## Task requirements:
Could you retype, exactly as written, every line from the top of the records through the line that contains "(and keep fresh"?

## Stored data:
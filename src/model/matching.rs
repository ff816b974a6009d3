//! State relabeling across retrains
//!
//! A freshly fitted model numbers its states arbitrarily. To keep state ids
//! meaningful to downstream consumers, new states are matched to the previous
//! model's states by minimum total distance between state means.

use ndarray::{Array1, Array2};

/// Map each new state index to the old state label it replaces.
///
/// Requires equal state counts; callers skip relabeling (and keep fresh
/// labels) when the count changed.
pub fn match_states(
    old_means: &[Array1<f64>],
    new_means: &[Array1<f64>],
) -> anyhow::Result<Vec<usize>> {
    anyhow::ensure!(
        old_means.len() == new_means.len(),
        "state count changed ({} -> {}), no matching possible",
        old_means.len(),
        new_means.len()
    );
    anyhow::ensure!(!new_means.is_empty(), "no states to match");

    let n = new_means.len();
    let mut cost = Array2::zeros((n, n));
    for (i, new_mean) in new_means.iter().enumerate() {
        for (j, old_mean) in old_means.iter().enumerate() {
            anyhow::ensure!(
                new_mean.len() == old_mean.len(),
                "state dimension mismatch: {} vs {}",
                new_mean.len(),
                old_mean.len()
            );
            cost[[i, j]] = euclidean(new_mean, old_mean);
        }
    }

    Ok(min_cost_assignment(&cost))
}

fn euclidean(a: &Array1<f64>, b: &Array1<f64>) -> f64 {
    a.iter()
        .zip(b.iter())
        .map(|(x, y)| (x - y).powi(2))
        .sum::<f64>()
        .sqrt()
}

/// Hungarian algorithm (shortest augmenting path with potentials) on a
/// square cost matrix. Returns the column assigned to each row.
fn min_cost_assignment(cost: &Array2<f64>) -> Vec<usize> {
    let n = cost.nrows();
    // 1-indexed working arrays; index 0 is the virtual source
    let mut u = vec![0.0_f64; n + 1];
    let mut v = vec![0.0_f64; n + 1];
    let mut assigned_row = vec![0usize; n + 1];
    let mut way = vec![0usize; n + 1];

    for row in 1..=n {
        assigned_row[0] = row;
        let mut j0 = 0usize;
        let mut min_to = vec![f64::INFINITY; n + 1];
        let mut used = vec![false; n + 1];

        loop {
            used[j0] = true;
            let i0 = assigned_row[j0];
            let mut delta = f64::INFINITY;
            let mut j1 = 0usize;

            for j in 1..=n {
                if used[j] {
                    continue;
                }
                let reduced = cost[[i0 - 1, j - 1]] - u[i0] - v[j];
                if reduced < min_to[j] {
                    min_to[j] = reduced;
                    way[j] = j0;
                }
                if min_to[j] < delta {
                    delta = min_to[j];
                    j1 = j;
                }
            }

            for j in 0..=n {
                if used[j] {
                    u[assigned_row[j]] += delta;
                    v[j] -= delta;
                } else {
                    min_to[j] -= delta;
                }
            }

            j0 = j1;
            if assigned_row[j0] == 0 {
                break;
            }
        }

        loop {
            let j1 = way[j0];
            assigned_row[j0] = assigned_row[j1];
            j0 = j1;
            if j0 == 0 {
                break;
            }
        }
    }

    let mut result = vec![0usize; n];
    for j in 1..=n {
        if assigned_row[j] > 0 {
            result[assigned_row[j] - 1] = j - 1;
        }
    }
    result
}

#[cfg(test)]
mod tests {
    use super::*;
    use ndarray::arr1;

    #[test]
    fn test_identity_when_means_unchanged() {
        let means = vec![arr1(&[0.0, 0.0]), arr1(&[5.0, 5.0]), arr1(&[-5.0, 2.0])];
        let mapping = match_states(&means, &means).unwrap();
        assert_eq!(mapping, vec![0, 1, 2]);
    }

    #[test]
    fn test_recovers_permutation() {
        let old = vec![arr1(&[0.0, 0.0]), arr1(&[5.0, 5.0]), arr1(&[-5.0, 2.0])];
        // New model found the same clusters in a different order
        let new = vec![
            arr1(&[5.1, 4.9]),
            arr1(&[-4.8, 2.2]),
            arr1(&[0.1, -0.1]),
        ];
        let mapping = match_states(&old, &new).unwrap();
        assert_eq!(mapping, vec![1, 2, 0]);
    }

    #[test]
    fn test_count_change_is_error() {
        let old = vec![arr1(&[0.0]), arr1(&[1.0])];
        let new = vec![arr1(&[0.0]), arr1(&[1.0]), arr1(&[2.0])];
        assert!(match_states(&old, &new).is_err());
    }

    #[test]
    fn test_assignment_minimizes_total_cost() {
        // Greedy on row 0 would pick column 0 (cost 1) forcing total 1 + 10;
        // the optimal assignment is 2 + 2.
        let cost =
            Array2::from_shape_vec((2, 2), vec![1.0, 2.0, 2.0, 10.0]).unwrap();
        let assignment = min_cost_assignment(&cost);
        assert_eq!(assignment, vec![1, 0]);
    }
}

## Exercise solution:
filename src/model/matching.rs
repository ff816b974a6009d3
//! State relabeling across retrains
//!
//! A freshly fitted model numbers its states arbitrarily. To keep state ids
//! meaningful to downstream consumers, new states are matched to the previous
//! model's states by minimum total distance between state means.

use ndarray::{Array1, Array2};

/// Map each new state index to the old state label it replaces.
///
/// Requires equal state counts; callers skip relabeling (and keep fresh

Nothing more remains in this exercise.